Simulator training includes takeoffs, rejected takeoffs and V1 cuts in minimum-visibility conditions (500 RVR). Cimarex pilots also practice ILS-PRM/LDA approaches found in locations such as SFO which has closely spaced parallel runways. RNAV and GPS approaches are also part of routine recurrent training and the company expects to implement RNP approaches to take advantage of the equipment on the new Learjet 60XR.

In addition, new pilots receive MedAire training on defibrillator equipment the company carries aboard each aircraft, as well as the latest cardio­pulmonary resuscitation techniques. Every 2 years each pilot receives recurrent MedAire training to deal with possible medical inflight emergencies. Both aircraft are equipped with a direct line to MedAire so flightcrews can obtain immediate direct advice from a medical doctor if a passenger requires assistance.

New pilots also receive company-specific training. The department has a designated initial operating experience (IOE)/line check airman responsible for instructing new pilots in company procedures and familiarizing them with routes the department typically operates. The IOE captain flies for 25 hrs with new pilots who have successfully completed their initial type ride.

Other pilot training regimens at Cimarex include cold weather ops, crew resource management (CRM) and use of the minimum equipment list (MEL). Cimarex has a company MEL approved by the Denver FAA FSDO that is carried electronically aboard each aircraft.
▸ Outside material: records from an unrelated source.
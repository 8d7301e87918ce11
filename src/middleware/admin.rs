// SPDX-License-Identifier: MIT
// Copyright 2026 Roland Dreier <roland@rolandd.dev>

//! Shared-key authentication for operator-only endpoints.

use crate::error::AppError;
use crate::AppState;
use axum::{
    extract::{Request, State},
    middleware::Next,
    response::Response,
};
use std::sync::Arc;

pub const ADMIN_KEY_HEADER: &str = "x-admin-key";

/// Require the admin shared key for broadcast-style endpoints.
pub async fn require_admin_key(
    State(state): State<Arc<AppState>>,
    request: Request,
    next: Next,
) -> Result<Response, AppError> {
    let presented = request
        .headers()
        .get(ADMIN_KEY_HEADER)
        .and_then(|value| value.to_str().ok())
        .unwrap_or("");

    if presented.is_empty() || presented != state.config.admin_api_key {
        tracing::warn!("Blocked admin request with missing or wrong key");
        return Err(AppError::Unauthorized("Invalid admin key".to_string()));
    }

    Ok(next.run(request).await)
}
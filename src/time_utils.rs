// SPDX-License-Identifier: MIT
// Copyright 2026 Roland Dreier <roland@rolandd.dev>

//! Shared helpers for calendar-day arithmetic.
//!
//! Streak and daily-reset rules compare calendar days in the server's
//! local timezone, not rolling 24-hour windows. Two timestamps belong to
//! the same day exactly when they land on the same local date.

use chrono::{DateTime, Local, NaiveDate, Utc};

/// The local calendar day a UTC instant falls on.
pub fn local_day(at: DateTime<Utc>) -> NaiveDate {
    at.with_timezone(&Local).date_naive()
}

/// The current local calendar day.
pub fn today() -> NaiveDate {
    Local::now().date_naive()
}

/// Canonical `YYYY-MM-DD` key for a calendar day, used in document ids.
pub fn day_key(day: NaiveDate) -> String {
    day.format("%Y-%m-%d").to_string()
}
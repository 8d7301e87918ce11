//! User identity model for storage and API.

use chrono::{DateTime, Utc};
use serde::{Deserialize, Serialize};

/// How an identity authenticates.
#[derive(Debug, Clone, Copy, PartialEq, Eq, Serialize, Deserialize)]
#[serde(rename_all = "lowercase")]
pub enum AuthProvider {
    Local,
    Google,
    Github,
}

impl AuthProvider {
    pub fn as_str(&self) -> &'static str {
        match self {
            AuthProvider::Local => "local",
            AuthProvider::Google => "google",
            AuthProvider::Github => "github",
        }
    }
}

/// User identity stored in Firestore.
///
/// Local accounts carry a password hash; OAuth accounts carry the
/// provider linkage instead. Email and username are stored lowercased so
/// uniqueness checks are case-insensitive.
#[derive(Debug, Clone, Serialize, Deserialize)]
#[serde(rename_all = "camelCase")]
pub struct User {
    /// UUID, also used as the document ID
    pub id: String,
    pub email: Option<String>,
    pub username: Option<String>,
    /// bcrypt hash, present only for locally-registered identities
    pub password_hash: Option<String>,
    pub auth_provider: AuthProvider,
    /// Provider-assigned id, set only for OAuth identities
    pub external_auth_id: Option<String>,
    /// The single currently-valid refresh token (rotated on use)
    pub refresh_token_current: Option<String>,
    pub email_verified: bool,
    pub email_verification_token: Option<String>,
    pub email_verification_expires: Option<DateTime<Utc>>,
    pub bio: Option<String>,
    pub profile_picture: Option<String>,
    /// Image-host id of the current avatar, needed to delete it on replace
    pub profile_picture_id: Option<String>,
    pub created_at: DateTime<Utc>,
    pub updated_at: DateTime<Utc>,
}

impl User {
    /// Create a locally-registered identity. Email and username are
    /// expected pre-lowercased by the caller.
    pub fn new_local(
        email: String,
        username: String,
        password_hash: String,
        now: DateTime<Utc>,
    ) -> Self {
        Self {
            id: uuid::Uuid::new_v4().to_string(),
            email: Some(email),
            username: Some(username),
            password_hash: Some(password_hash),
            auth_provider: AuthProvider::Local,
            external_auth_id: None,
            refresh_token_current: None,
            email_verified: false,
            email_verification_token: None,
            email_verification_expires: None,
            bio: None,
            profile_picture: None,
            profile_picture_id: None,
            created_at: now,
            updated_at: now,
        }
    }

    /// Create an identity from an OAuth provider profile. Provider
    /// emails are trusted as verified.
    pub fn new_oauth(
        provider: AuthProvider,
        external_auth_id: String,
        email: String,
        username: String,
        profile_picture: Option<String>,
        now: DateTime<Utc>,
    ) -> Self {
        Self {
            id: uuid::Uuid::new_v4().to_string(),
            email: Some(email),
            username: Some(username),
            password_hash: None,
            auth_provider: provider,
            external_auth_id: Some(external_auth_id),
            refresh_token_current: None,
            email_verified: true,
            email_verification_token: None,
            email_verification_expires: None,
            bio: None,
            profile_picture,
            profile_picture_id: None,
            created_at: now,
            updated_at: now,
        }
    }

    /// Copy with secret fields cleared, for attaching to request context.
    pub fn sanitized(mut self) -> Self {
        self.password_hash = None;
        self.refresh_token_current = None;
        self.email_verification_token = None;
        self
    }
}

/// Public view of an identity, returned by the API.
#[derive(Debug, Clone, Serialize)]
#[serde(rename_all = "camelCase")]
pub struct UserView {
    pub id: String,
    pub email: Option<String>,
    pub username: Option<String>,
    pub auth_provider: AuthProvider,
    pub bio: Option<String>,
    pub profile_picture: Option<String>,
    pub email_verified: bool,
    pub created_at: DateTime<Utc>,
}

impl From<&User> for UserView {
    fn from(user: &User) -> Self {
        Self {
            id: user.id.clone(),
            email: user.email.clone(),
            username: user.username.clone(),
            auth_provider: user.auth_provider,
            bio: user.bio.clone(),
            profile_picture: user.profile_picture.clone(),
            email_verified: user.email_verified,
            created_at: user.created_at,
        }
    }
}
Cold weather and MEL training are conducted annually within the department, while CRM is reviewed every 2 years by an outside provider.

Pilots are also trained on aircraft servicing and ground handling, to include towing limitations and proper grounding for single-point fueling. The objective, Ganse says, is for pilots to understand how everything on the aircraft is operated in case they ever encounter inexperienced line personnel. These procedures are also reviewed annually.
While not required, Cimarex pilots have the option of attending high-altitude training at Peterson AFB in Colorado Springs.

Focus on safety

Cimarex initiated a safety management system (SMS) program in 2008. The SMS is IS-BAO based and reviewed annually at the beginning of each year. It is also reviewed whenever there is a major change in department operations, such as the recent introduction of the Lear 60XR with its new avionics suite.

In addition, Cimarex has what it calls a HIT form, which stands for hazard incidence tracking. This is a companywide form that allows employees to recommend procedural improvements. HIT form recommendations are incorporated in the flight department's ops manual or SOPs on a trial basis, Ganse says, then made permanent if they prove to be effective over time.

Operations at Cimarex are conservative. NDB approaches were removed from the department's ops specs 2 years ago, replaced generally with RNAV or LPV procedures. Circling approaches at night in mountainous terrain are prohibited. ILS approaches with less than 3/4-mile visibility or 4000 ft RVR must be flown coupled with the autopilot.